(Stored items)
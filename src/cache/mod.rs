//! Memo stores for the solver.
//!
//! An [`Engine`][crate::engine::Engine] keeps two stores, both scoped to a
//! single analysis:
//!
//! | Store | Key | Value |
//! |-------|-----|-------|
//! | solutions | [`Evar`][crate::evar::Evar] | [`ClosedForm`][crate::closed_form::ClosedForm] |
//! | recurrences | [`Monomial`][crate::monomial::Monomial] | [`Polynomial`][crate::polynomial::Polynomial] |
//!
//! Both count hits and misses, which [`EngineStats`][crate::debug::EngineStats]
//! reports.
//!
//! # Example
//!
//! ```
//! use evar_rs::cache::Cache;
//!
//! let mut cache = Cache::<(u64, u64), i32>::new(4);
//! cache.insert((1, 2), 42);
//! assert_eq!(cache.get(&(1, 2)), Some(&42));
//! assert_eq!(cache.hits(), 1);
//! ```

mod hashmap;

pub use hashmap::HashMapCache;

/// Default cache implementation.
pub type Cache<K, V> = HashMapCache<K, V>;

§ **WHAT TO DO**: Copy out each line of the entries above that holds "crate".

§ **RESULT FOR THIS TASK**:
//! An [`Engine`][crate::engine::Engine] keeps two stores, both scoped to a
//! | solutions | [`Evar`][crate::evar::Evar] | [`ClosedForm`][crate::closed_form::ClosedForm] |
//! | recurrences | [`Monomial`][crate::monomial::Monomial] | [`Polynomial`][crate::polynomial::Polynomial] |
//! Both count hits and misses, which [`EngineStats`][crate::debug::EngineStats]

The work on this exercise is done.